REQUIRED WORK = All lines in the entries below that hold "CreateCheckoutRequest" make up the answer.

[Dataset records]
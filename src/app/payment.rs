use anyhow::Context as _;
use async_trait::async_trait;
use serde::{Deserialize, Serialize};

use crate::app::model::Order;

#[derive(Debug, Clone, Serialize, Deserialize, PartialEq, Eq)]
pub struct Checkout {
    pub checkout_id: String,
    pub checkout_url: String,
}

/// Hosted-checkout provider. Payment confirmation arrives out of band.
#[async_trait]
pub trait PaymentGateway: Send + Sync {
    async fn create_checkout(&self, order: &Order) -> anyhow::Result<Checkout>;
}

#[derive(Debug, Serialize)]
struct CreateCheckoutRequest<'a> {
    reference: &'a str,
    order_number: &'a str,
    amount_cents: u64,
    currency: &'a str,
    customer_email: &'a str,
    description: String,
    success_url: String,
    cancel_url: String,
}

#[derive(Debug, Deserialize)]
struct CreateCheckoutResponse {
    id: String,
    url: String,
}

#[derive(Clone)]
pub struct HttpPaymentGateway {
    client: reqwest::Client,
    api_url: String,
    api_token: String,
    public_base_url: String,
}

impl HttpPaymentGateway {
    pub fn new(api_url: &str, api_token: &str, public_base_url: &str) -> Self {
        Self {
            client: reqwest::Client::new(),
            api_url: api_url.trim_end_matches('/').to_string(),
            api_token: api_token.to_string(),
            public_base_url: public_base_url.trim_end_matches('/').to_string(),
        }
    }
}

#[async_trait]
impl PaymentGateway for HttpPaymentGateway {
    async fn create_checkout(&self, order: &Order) -> anyhow::Result<Checkout> {
        let body = CreateCheckoutRequest {
            reference: &order.order_id,
            order_number: &order.order_number,
            amount_cents: order.total_cents,
            currency: &order.currency,
            customer_email: &order.delivery.email,
            description: format!(
                "Personalized book for {}",
                order.book_data.spec.child_name.trim()
            ),
            success_url: format!(
                "{}/orders/{}/confirmation",
                self.public_base_url, order.order_id
            ),
            cancel_url: format!("{}/cart", self.public_base_url),
        };

        let resp = self
            .client
            .post(format!("{}/checkouts", self.api_url))
            .bearer_auth(&self.api_token)
            .json(&body)
            .send()
            .await
            .context("send create checkout request")?;
        if !resp.status().is_success() {
            let status = resp.status();
            let body = resp.text().await.unwrap_or_default();
            anyhow::bail!("create checkout failed ({status}): {body}");
        }
        let created: CreateCheckoutResponse =
            resp.json().await.context("parse checkout response json")?;
        Ok(Checkout {
            checkout_id: created.id,
            checkout_url: created.url,
        })
    }
}

/// Local development gateway: every checkout succeeds and points straight at
/// the confirmation page.
#[derive(Debug, Clone)]
pub struct NoopPaymentGateway {
    public_base_url: String,
}

impl NoopPaymentGateway {
    pub fn new(public_base_url: &str) -> Self {
        Self {
            public_base_url: public_base_url.trim_end_matches('/').to_string(),
        }
    }
}

#[async_trait]
impl PaymentGateway for NoopPaymentGateway {
    async fn create_checkout(&self, order: &Order) -> anyhow::Result<Checkout> {
        tracing::info!(order_id = %order.order_id, "noop payment gateway: skipping checkout");
        Ok(Checkout {
            checkout_id: format!("noop_{}", order.order_id),
            checkout_url: format!(
                "{}/orders/{}/confirmation",
                self.public_base_url, order.order_id
            ),
        })
    }
}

EXERCISE OUTPUT =
struct CreateCheckoutRequest<'a> {
        let body = CreateCheckoutRequest {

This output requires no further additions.